Mientras tanto, el objetivo es que los fondos del Plan de Recuperación y Resiliencia restauren la inversión pública y ayuden a impulsar el crecimiento, al menos, durante los próximos tres años. Porque, como es evidente, la ratio de deuda respecto al PIB se reduce al moderar la emisión de deuda (porque disminuye el numerador), pero también cuando crece el PIB nominal, esto es, el PIB real y la inflación (porque aumenta el denominador).
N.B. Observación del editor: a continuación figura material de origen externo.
//! Process entry point: CLI parsing, logging, daemonization, resource
//! binding, privilege drop, then the serve loop. Everything in this file is
//! ambient-stack plumbing — the core responder logic lives in the
//! library crate.

use anyhow::{Context, Result};
use clap::Parser;
use tracing_subscriber::EnvFilter;

use tapdhcpd::cli::Cli;
use tapdhcpd::privilege;
use tapdhcpd::queue::QueueNumbers;
use tapdhcpd::server::{self, ServerConfig};

fn main() -> Result<()> {
    let cli = Cli::parse();
    init_logging(cli.debug, cli.foreground);

    if !cli.foreground {
        daemonize::Daemonize::new()
            .pid_file(&cli.pid_file)
            .start()
            .with_context(|| format!("failed to daemonize (pid file {})", cli.pid_file.display()))?;
    }

    let queue_numbers = QueueNumbers {
        dhcp: non_zero(cli.dhcp_queue),
        rs: non_zero(cli.rs_queue),
        ns: non_zero(cli.ns_queue),
    };

    let name_servers = cli
        .resolved_name_servers()
        .into_iter()
        .map(netwire::Ipv4Address::from)
        .collect();

    let config = ServerConfig {
        config_dir: cli.path.clone(),
        sysfs_net_root: cli.sysfs_net_root.clone(),
        queue_numbers,
        name_servers,
    };

    // Open the packet queues and filesystem watcher, and perform the initial
    // reconciliation, while still privileged — this is the only phase that
    // needs more than CAP_NET_RAW. Raw sockets for injection are opened
    // lazily per-interface later and only ever need CAP_NET_RAW, which is
    // exactly what survives the drop below.
    let bound = server::bind(config).context("failed to open packet queues")?;

    privilege::drop_to_unprivileged(&cli.user).context("failed to drop privileges")?;

    server::serve(bound).context("server loop exited")?;
    unreachable!("server::serve never returns on success")
}

fn non_zero(n: u16) -> Option<u16> {
    if n == 0 {
        None
    } else {
        Some(n)
    }
}

fn init_logging(debug: bool, foreground: bool) {
    let default_level = if debug { "debug" } else { "info" };
    let filter = EnvFilter::try_from_default_env().unwrap_or_else(|_| EnvFilter::new(default_level));
    let subscriber = tracing_subscriber::fmt().with_env_filter(filter);
    if foreground {
        subscriber.init();
    } else {
        subscriber.with_ansi(false).init();
    }
}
La inflación acumulada en 2021 ayudará a que se reduzca también la ratio de deuda, pero lo que de verdad necesita la economía española es crecimiento sano y sostenido. Ello no es ajeno a la implementación de un verdadero plan de reformas para conseguir una economía más ágil, flexible y resistente a los shocks futuros. A eso debemos aspirar como sociedad por el bien de todos.